Dataset entries
Segment Open
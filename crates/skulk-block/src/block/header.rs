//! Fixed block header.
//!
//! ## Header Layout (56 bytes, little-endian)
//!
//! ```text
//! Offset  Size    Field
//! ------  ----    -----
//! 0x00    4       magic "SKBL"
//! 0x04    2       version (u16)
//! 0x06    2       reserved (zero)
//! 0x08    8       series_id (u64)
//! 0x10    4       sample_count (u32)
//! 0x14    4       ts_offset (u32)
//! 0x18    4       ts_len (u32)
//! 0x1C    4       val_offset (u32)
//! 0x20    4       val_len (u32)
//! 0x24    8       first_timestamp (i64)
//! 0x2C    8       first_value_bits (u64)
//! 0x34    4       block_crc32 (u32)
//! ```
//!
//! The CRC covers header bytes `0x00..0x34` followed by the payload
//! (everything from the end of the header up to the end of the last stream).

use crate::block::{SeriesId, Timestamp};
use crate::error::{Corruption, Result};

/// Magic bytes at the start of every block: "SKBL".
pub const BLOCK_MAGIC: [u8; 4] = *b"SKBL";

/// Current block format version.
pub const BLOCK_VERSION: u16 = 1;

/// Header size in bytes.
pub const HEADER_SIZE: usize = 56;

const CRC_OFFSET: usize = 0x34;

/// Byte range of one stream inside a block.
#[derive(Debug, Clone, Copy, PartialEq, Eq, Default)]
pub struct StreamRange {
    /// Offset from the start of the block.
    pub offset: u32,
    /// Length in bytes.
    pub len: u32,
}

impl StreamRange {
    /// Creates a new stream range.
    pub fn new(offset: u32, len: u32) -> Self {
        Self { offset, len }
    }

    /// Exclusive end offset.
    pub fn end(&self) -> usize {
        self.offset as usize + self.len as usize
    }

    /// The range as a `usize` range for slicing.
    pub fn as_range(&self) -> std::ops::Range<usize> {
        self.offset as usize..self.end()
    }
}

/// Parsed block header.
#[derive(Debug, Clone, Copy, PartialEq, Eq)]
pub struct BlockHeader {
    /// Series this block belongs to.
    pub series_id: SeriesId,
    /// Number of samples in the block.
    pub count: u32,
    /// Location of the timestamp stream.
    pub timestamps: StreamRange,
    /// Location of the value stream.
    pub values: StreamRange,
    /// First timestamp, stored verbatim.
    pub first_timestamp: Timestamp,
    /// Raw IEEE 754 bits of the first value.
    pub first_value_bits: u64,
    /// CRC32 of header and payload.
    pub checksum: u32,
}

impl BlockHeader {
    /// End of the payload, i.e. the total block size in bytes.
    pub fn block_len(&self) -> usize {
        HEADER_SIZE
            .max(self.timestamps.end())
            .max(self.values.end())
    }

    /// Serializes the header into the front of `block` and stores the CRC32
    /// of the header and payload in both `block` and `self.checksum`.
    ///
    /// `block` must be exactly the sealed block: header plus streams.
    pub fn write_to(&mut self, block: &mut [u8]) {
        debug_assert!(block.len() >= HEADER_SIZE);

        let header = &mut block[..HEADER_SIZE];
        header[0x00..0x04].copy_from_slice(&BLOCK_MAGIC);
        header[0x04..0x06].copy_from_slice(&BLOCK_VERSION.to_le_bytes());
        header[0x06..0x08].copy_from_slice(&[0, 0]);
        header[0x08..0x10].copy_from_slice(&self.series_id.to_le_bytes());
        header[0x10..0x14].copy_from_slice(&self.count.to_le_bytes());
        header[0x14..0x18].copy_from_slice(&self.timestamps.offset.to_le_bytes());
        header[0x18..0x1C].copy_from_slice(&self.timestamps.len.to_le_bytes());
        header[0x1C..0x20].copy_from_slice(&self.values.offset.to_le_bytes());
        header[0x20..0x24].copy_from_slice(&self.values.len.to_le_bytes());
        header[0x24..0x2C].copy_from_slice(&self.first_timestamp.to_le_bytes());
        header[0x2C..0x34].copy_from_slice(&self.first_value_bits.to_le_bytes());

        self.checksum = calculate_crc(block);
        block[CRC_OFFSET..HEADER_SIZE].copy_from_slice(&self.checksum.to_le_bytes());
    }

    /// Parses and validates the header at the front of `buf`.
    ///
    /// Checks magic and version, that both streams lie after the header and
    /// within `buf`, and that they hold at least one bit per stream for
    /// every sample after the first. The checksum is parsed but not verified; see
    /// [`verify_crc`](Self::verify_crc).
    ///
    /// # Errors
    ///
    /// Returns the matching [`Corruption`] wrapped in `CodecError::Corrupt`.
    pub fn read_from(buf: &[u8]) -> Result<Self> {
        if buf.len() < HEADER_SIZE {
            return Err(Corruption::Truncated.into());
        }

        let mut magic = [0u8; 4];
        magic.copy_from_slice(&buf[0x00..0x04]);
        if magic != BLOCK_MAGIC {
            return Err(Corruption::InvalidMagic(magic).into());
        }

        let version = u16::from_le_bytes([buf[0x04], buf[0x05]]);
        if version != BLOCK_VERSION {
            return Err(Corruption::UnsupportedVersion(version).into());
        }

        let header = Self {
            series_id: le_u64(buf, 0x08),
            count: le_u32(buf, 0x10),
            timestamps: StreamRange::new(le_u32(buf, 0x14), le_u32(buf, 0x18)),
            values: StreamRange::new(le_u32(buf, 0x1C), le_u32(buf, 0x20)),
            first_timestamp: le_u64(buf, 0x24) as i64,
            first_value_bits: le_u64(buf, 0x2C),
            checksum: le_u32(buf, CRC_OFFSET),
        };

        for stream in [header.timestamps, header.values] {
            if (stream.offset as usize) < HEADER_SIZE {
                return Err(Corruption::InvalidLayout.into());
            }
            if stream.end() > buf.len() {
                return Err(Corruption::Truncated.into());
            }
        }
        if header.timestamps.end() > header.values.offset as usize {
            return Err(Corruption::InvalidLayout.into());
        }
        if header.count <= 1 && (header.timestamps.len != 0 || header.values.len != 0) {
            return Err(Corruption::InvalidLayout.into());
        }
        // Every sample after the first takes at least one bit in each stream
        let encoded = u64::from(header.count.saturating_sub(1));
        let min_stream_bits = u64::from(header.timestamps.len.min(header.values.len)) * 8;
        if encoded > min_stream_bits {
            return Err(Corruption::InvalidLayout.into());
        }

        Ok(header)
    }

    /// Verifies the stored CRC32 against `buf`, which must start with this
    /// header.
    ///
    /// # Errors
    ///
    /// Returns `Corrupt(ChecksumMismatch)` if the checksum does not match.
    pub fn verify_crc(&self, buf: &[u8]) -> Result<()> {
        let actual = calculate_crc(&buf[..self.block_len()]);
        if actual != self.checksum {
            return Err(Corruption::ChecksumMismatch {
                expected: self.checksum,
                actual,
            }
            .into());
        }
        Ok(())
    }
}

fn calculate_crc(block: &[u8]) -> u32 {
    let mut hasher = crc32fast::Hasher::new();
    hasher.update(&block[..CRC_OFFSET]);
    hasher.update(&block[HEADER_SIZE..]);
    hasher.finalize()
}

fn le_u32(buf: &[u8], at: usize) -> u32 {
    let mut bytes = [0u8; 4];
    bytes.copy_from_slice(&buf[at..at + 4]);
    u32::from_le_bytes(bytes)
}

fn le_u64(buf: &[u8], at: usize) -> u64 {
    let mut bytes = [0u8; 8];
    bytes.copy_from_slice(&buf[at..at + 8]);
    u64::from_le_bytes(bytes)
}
Segment Closed
• What the exercise asks: Using the exact wording, write out all of the records.

• Output for this exercise:
filename crates/skulk-block/src/block/header.rs
//! Fixed block header.
//!
//! ## Header Layout (56 bytes, little-endian)
//!
//! ```text
//! Offset  Size    Field
//! ------  ----    -----
//! 0x00    4       magic "SKBL"
//! 0x04    2       version (u16)
//! 0x06    2       reserved (zero)
//! 0x08    8       series_id (u64)
//! 0x10    4       sample_count (u32)
//! 0x14    4       ts_offset (u32)
//! 0x18    4       ts_len (u32)
//! 0x1C    4       val_offset (u32)
//! 0x20    4       val_len (u32)
//! 0x24    8       first_timestamp (i64)
//! 0x2C    8       first_value_bits (u64)
//! 0x34    4       block_crc32 (u32)
//! ```
//!
//! The CRC covers header bytes `0x00..0x34` followed by the payload
//! (everything from the end of the header up to the end of the last stream).

use crate::block::{SeriesId, Timestamp};
use crate::error::{Corruption, Result};

/// Magic bytes at the start of every block: "SKBL".
pub const BLOCK_MAGIC: [u8; 4] = *b"SKBL";

/// Current block format version.
pub const BLOCK_VERSION: u16 = 1;

/// Header size in bytes.
pub const HEADER_SIZE: usize = 56;

const CRC_OFFSET: usize = 0x34;

/// Byte range of one stream inside a block.
#[derive(Debug, Clone, Copy, PartialEq, Eq, Default)]
pub struct StreamRange {
    /// Offset from the start of the block.
    pub offset: u32,
    /// Length in bytes.
    pub len: u32,
}

impl StreamRange {
    /// Creates a new stream range.
    pub fn new(offset: u32, len: u32) -> Self {
        Self { offset, len }
    }

    /// Exclusive end offset.
    pub fn end(&self) -> usize {
        self.offset as usize + self.len as usize
    }

    /// The range as a `usize` range for slicing.
    pub fn as_range(&self) -> std::ops::Range<usize> {
        self.offset as usize..self.end()
    }
}

/// Parsed block header.
#[derive(Debug, Clone, Copy, PartialEq, Eq)]
pub struct BlockHeader {
    /// Series this block belongs to.
    pub series_id: SeriesId,
    /// Number of samples in the block.
    pub count: u32,
    /// Location of the timestamp stream.
    pub timestamps: StreamRange,
    /// Location of the value stream.
    pub values: StreamRange,
    /// First timestamp, stored verbatim.
    pub first_timestamp: Timestamp,
    /// Raw IEEE 754 bits of the first value.
    pub first_value_bits: u64,
    /// CRC32 of header and payload.
    pub checksum: u32,
}

impl BlockHeader {
    /// End of the payload, i.e. the total block size in bytes.
    pub fn block_len(&self) -> usize {
        HEADER_SIZE
            .max(self.timestamps.end())
            .max(self.values.end())
    }

    /// Serializes the header into the front of `block` and stores the CRC32
    /// of the header and payload in both `block` and `self.checksum`.
    ///
    /// `block` must be exactly the sealed block: header plus streams.
    pub fn write_to(&mut self, block: &mut [u8]) {
        debug_assert!(block.len() >= HEADER_SIZE);

        let header = &mut block[..HEADER_SIZE];
        header[0x00..0x04].copy_from_slice(&BLOCK_MAGIC);
        header[0x04..0x06].copy_from_slice(&BLOCK_VERSION.to_le_bytes());
        header[0x06..0x08].copy_from_slice(&[0, 0]);
        header[0x08..0x10].copy_from_slice(&self.series_id.to_le_bytes());
        header[0x10..0x14].copy_from_slice(&self.count.to_le_bytes());
        header[0x14..0x18].copy_from_slice(&self.timestamps.offset.to_le_bytes());
        header[0x18..0x1C].copy_from_slice(&self.timestamps.len.to_le_bytes());
        header[0x1C..0x20].copy_from_slice(&self.values.offset.to_le_bytes());
        header[0x20..0x24].copy_from_slice(&self.values.len.to_le_bytes());
        header[0x24..0x2C].copy_from_slice(&self.first_timestamp.to_le_bytes());
        header[0x2C..0x34].copy_from_slice(&self.first_value_bits.to_le_bytes());

        self.checksum = calculate_crc(block);
        block[CRC_OFFSET..HEADER_SIZE].copy_from_slice(&self.checksum.to_le_bytes());
    }

    /// Parses and validates the header at the front of `buf`.
    ///
    /// Checks magic and version, that both streams lie after the header and
    /// within `buf`, and that they hold at least one bit per stream for
    /// every sample after the first. The checksum is parsed but not verified; see
    /// [`verify_crc`](Self::verify_crc).
    ///
    /// # Errors
    ///
    /// Returns the matching [`Corruption`] wrapped in `CodecError::Corrupt`.
    pub fn read_from(buf: &[u8]) -> Result<Self> {
        if buf.len() < HEADER_SIZE {
            return Err(Corruption::Truncated.into());
        }

        let mut magic = [0u8; 4];
        magic.copy_from_slice(&buf[0x00..0x04]);
        if magic != BLOCK_MAGIC {
            return Err(Corruption::InvalidMagic(magic).into());
        }

        let version = u16::from_le_bytes([buf[0x04], buf[0x05]]);
        if version != BLOCK_VERSION {
            return Err(Corruption::UnsupportedVersion(version).into());
        }

        let header = Self {
            series_id: le_u64(buf, 0x08),
            count: le_u32(buf, 0x10),
            timestamps: StreamRange::new(le_u32(buf, 0x14), le_u32(buf, 0x18)),
            values: StreamRange::new(le_u32(buf, 0x1C), le_u32(buf, 0x20)),
            first_timestamp: le_u64(buf, 0x24) as i64,
            first_value_bits: le_u64(buf, 0x2C),
            checksum: le_u32(buf, CRC_OFFSET),
        };

        for stream in [header.timestamps, header.values] {
            if (stream.offset as usize) < HEADER_SIZE {
                return Err(Corruption::InvalidLayout.into());
            }
            if stream.end() > buf.len() {
                return Err(Corruption::Truncated.into());
            }
        }
        if header.timestamps.end() > header.values.offset as usize {
            return Err(Corruption::InvalidLayout.into());
        }
        if header.count <= 1 && (header.timestamps.len != 0 || header.values.len != 0) {
            return Err(Corruption::InvalidLayout.into());
        }
        // Every sample after the first takes at least one bit in each stream
        let encoded = u64::from(header.count.saturating_sub(1));
        let min_stream_bits = u64::from(header.timestamps.len.min(header.values.len)) * 8;
        if encoded > min_stream_bits {
            return Err(Corruption::InvalidLayout.into());
        }

        Ok(header)
    }

    /// Verifies the stored CRC32 against `buf`, which must start with this
    /// header.
    ///
    /// # Errors
    ///
    /// Returns `Corrupt(ChecksumMismatch)` if the checksum does not match.
    pub fn verify_crc(&self, buf: &[u8]) -> Result<()> {
        let actual = calculate_crc(&buf[..self.block_len()]);
        if actual != self.checksum {
            return Err(Corruption::ChecksumMismatch {
                expected: self.checksum,
                actual,
            }
            .into());
        }
        Ok(())
    }
}

fn calculate_crc(block: &[u8]) -> u32 {
    let mut hasher = crc32fast::Hasher::new();
    hasher.update(&block[..CRC_OFFSET]);
    hasher.update(&block[HEADER_SIZE..]);
    hasher.finalize()
}

fn le_u32(buf: &[u8], at: usize) -> u32 {
    let mut bytes = [0u8; 4];
    bytes.copy_from_slice(&buf[at..at + 4]);
    u32::from_le_bytes(bytes)
}

fn le_u64(buf: &[u8], at: usize) -> u64 {
    let mut bytes = [0u8; 8];
    bytes.copy_from_slice(&buf[at..at + 8]);
    u64::from_le_bytes(bytes)
}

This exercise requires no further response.